Sean McGregor, DO, PharmD, is from Broward Health Medical Center, Fort Lauderdale, Florida; John Minni, DO, FAOCD, is from Waters Edge Dermatology, Port Saint Lucie, Florida; David Herold, MD, MBA, is from Waters Edge Dermatology, Palm Beach Gardens, Florida.

Disclosure: The authors report no relevant conflicts of interest.


Abstract
Superficial radiation therapy has become more widely available to dermatologists. With the advent of more portable machines, it has become more convenient for dermatology practices to employ in an office-based setting. The goal of this paper is to provide a deeper insight into the role of superficial radiation therapy in dermatology practice and to review the current literature surrounding its use in the treatment of both basal and squamous cell carcinomas. (J Clin Aesthet Dermatol. 2015;8(12):12–14.)


Basal cell carcinoma (BCC) and squamous cell carcinoma (SCC), collectively known as nonmelanoma skin cancer(s) (NMSC), are the most frequently observed malignancies in the Caucasian population.[1] A national survey in Australia estimated that approximately 75 percent of all NMSCs are BCC, with the remaining 25 percent being SCC.[2] These estimates transcend across all individuals of a fair skin type, and represent a significant healthcare burden, not only in relation to morbidity and mortality, but also healthcare costs as well.[1] Likewise, there are numerous treatment options available for the treatment of NMSC. Procedural-based options include: standard excision, curettage, curettage with electrodessication, and Mohs micrographic surgery (MMS), with MMS being the gold standard for the definitive treatment of NMSC. Topical therapies, such as imiquimod and 5-fluorouracil cream, have been used effectively in the treatment of low-risk NMSC and superficial BCC, respectively. Additionally, vismodegib, a selective inhibitor of hedgehog pathway activation, is an oral medication approved for use in metastatic and locally advanced BCC.[1] Radiation therapy is another viable option that has been used for the treatment of NMSC since the 1900s.[3] The use of radiation therapy declined since the development of MMS. However, with advances in radiation technology, we have seen a resurgence in the use of radiation therapy, more specifically, superficial radiation therapy (SRT) in the treatment of NMSC. In dermatology practice, radiation therapy is primarily used in the treatment of both BCC and SCC, both definitively and as adjunctive therapy. The primary goal of this article is to review the current literature surrounding the use of superficial radiation therapy in the treatment of NMSC and to provide insight regarding patient selection.

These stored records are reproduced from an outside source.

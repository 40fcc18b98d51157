use tierkv::config::Config;
use tierkv::schema::Shape;
use tierkv::test_utils::fixtures::DiskFixture;
use tierkv::StoreError;

#[test]
fn defaults_are_valid() {
    let config = Config::default();
    assert_eq!(config.storage.namespace_prefix, "NS_");
    assert_eq!(config.write.max_attempts, 3);
    assert_eq!(config.reconcile.keys.len(), 15);
    assert_eq!(config.shapes["petPresetsOrder"], Shape::List);
}

#[test]
fn explicit_file_patches_defaults() {
    let fixture = DiskFixture::new();
    let path = fixture.create_file(
        "custom.toml",
        r#"
[write]
max_attempts = 5
critical_keys = ["settings"]

[logs]
max_in_main = 50

[shapes]
overlayPositions = "list"
"#,
    );

    let config = Config::load(Some(&path), &fixture.data_dir).unwrap();
    assert_eq!(config.write.max_attempts, 5);
    assert_eq!(config.write.retry_delay_ms, 100);
    assert_eq!(config.write.critical_keys, vec!["settings".to_string()]);
    assert_eq!(config.logs.max_in_main, 50);
    assert_eq!(config.logs.max_in_storage, 10_000);
    assert_eq!(config.shapes["overlayPositions"], Shape::List);
    assert_eq!(config.shapes["settings"], Shape::Map);
}

#[test]
fn missing_explicit_file_is_an_error() {
    let fixture = DiskFixture::new();
    let err = Config::load(Some(&fixture.data_dir.join("nope.toml")), &fixture.data_dir).unwrap_err();
    assert!(matches!(err, StoreError::ConfigNotFound(_)));
}

#[test]
fn invalid_values_are_rejected() {
    let fixture = DiskFixture::new();
    let path = fixture.create_file("bad.toml", "[write]\nmax_attempts = 0\n");
    assert!(matches!(
        Config::load(Some(&path), &fixture.data_dir).unwrap_err(),
        StoreError::Config(_)
    ));

    let path = fixture.create_file("broken.toml", "[write\n");
    assert!(matches!(
        Config::load(Some(&path), &fixture.data_dir).unwrap_err(),
        StoreError::Config(_)
    ));
}
//! Process-level context: resolved paths, config and the storage engine.

use std::path::{Path, PathBuf};
use std::sync::Arc;

use tracing::{debug, warn};

use crate::backend::{Backend, JsonFileBackend, SqliteBackend, TierId};
use crate::cli::Cli;
use crate::config::Config;
use crate::engine::StorageEngine;
use crate::error::Result;

/// Environment variable overriding the data directory.
pub const DATA_DIR_ENV: &str = "TIERKV_DATA_DIR";

pub struct AppContext {
    pub data_dir: PathBuf,
    pub config: Config,
    pub config_path: Option<PathBuf>,
    pub robot_mode: bool,
    pub engine: StorageEngine,
}

impl AppContext {
    pub fn from_cli(cli: &Cli) -> Result<Self> {
        let data_dir = resolve_data_dir(cli.data_dir.as_deref());
        let config = Config::load(cli.config.as_deref(), &data_dir)?;
        let engine = build_engine(&config, &data_dir);
        Ok(Self {
            data_dir,
            config,
            config_path: cli.config.clone(),
            robot_mode: cli.robot,
            engine,
        })
    }
}

/// `--data-dir`, then `TIERKV_DATA_DIR`, then the platform data dir.
#[must_use]
pub fn resolve_data_dir(explicit: Option<&Path>) -> PathBuf {
    if let Some(path) = explicit {
        return path.to_path_buf();
    }
    if let Ok(path) = std::env::var(DATA_DIR_ENV) {
        if !path.trim().is_empty() {
            return PathBuf::from(path);
        }
    }
    dirs::data_dir().map_or_else(|| PathBuf::from(".tierkv"), |dir| dir.join("tierkv"))
}

/// Map the configured tiers onto files under `data_dir`.
///
/// The extension tier is a SQLite database, the two page tiers are
/// quota-capped JSON documents and the session tier lives under the system
/// temp dir. A tier that cannot even be opened is left out; the probe then
/// works with what remains.
#[must_use]
pub fn build_engine(config: &Config, data_dir: &Path) -> StorageEngine {
    let mut builder = StorageEngine::builder(config.clone());
    let tiers = &config.tiers;

    if tiers.extension {
        match SqliteBackend::open(&data_dir.join("extension.db")) {
            Ok(db) => builder = builder.backend(Arc::new(db)),
            Err(e) => warn!(error = %e, "extension database could not be opened"),
        }
    }
    if tiers.page_primary {
        builder = builder.backend(page_tier(
            TierId::PagePrimary,
            data_dir.join("page.json"),
            tiers.page_quota_bytes,
        ));
    }
    if tiers.page_secondary {
        builder = builder.backend(page_tier(
            TierId::PageSecondary,
            data_dir.join("page-secondary.json"),
            tiers.page_quota_bytes,
        ));
    }
    if tiers.session {
        let path = std::env::temp_dir()
            .join("tierkv-session")
            .join(format!("{}.json", tiers.session_id));
        debug!(path = %path.display(), "session tier");
        builder = builder.backend(Arc::new(JsonFileBackend::new(TierId::Session, path)));
    }

    builder.build()
}

fn page_tier(tier: TierId, path: PathBuf, quota: u64) -> Arc<dyn Backend> {
    Arc::new(JsonFileBackend::new(tier, path).with_quota(quota))
}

Any discussion regarding radiation therapy would be incomplete without proper definition of the terminology utilized in radiation oncology. Dosing is based on the International Unit known as a Gray (Gy), which is equivalent to 100cGy, and the dose delivered during one treatment session is known as a fraction.[4] For example, a typical dosing schedule for SRT might be a total dose of 4,500cGY delivered in 300cGy doses for a total of 15 fractions.[4] This dosing scheduled may be delivered over a three-week period with fractions given Monday through Friday. However, alternate dosing schedules are also used in clinical practice, which include 2 to 3 fractions per week (i.e., Monday, Wednesday, Friday schedule). Additionally, dosing of SRT is based on both the size of the tumor and the age of the patient, and radiation physicists play a key role in the determination of such doses. A number of dosing schedules are shown in Table 1 for further clarification.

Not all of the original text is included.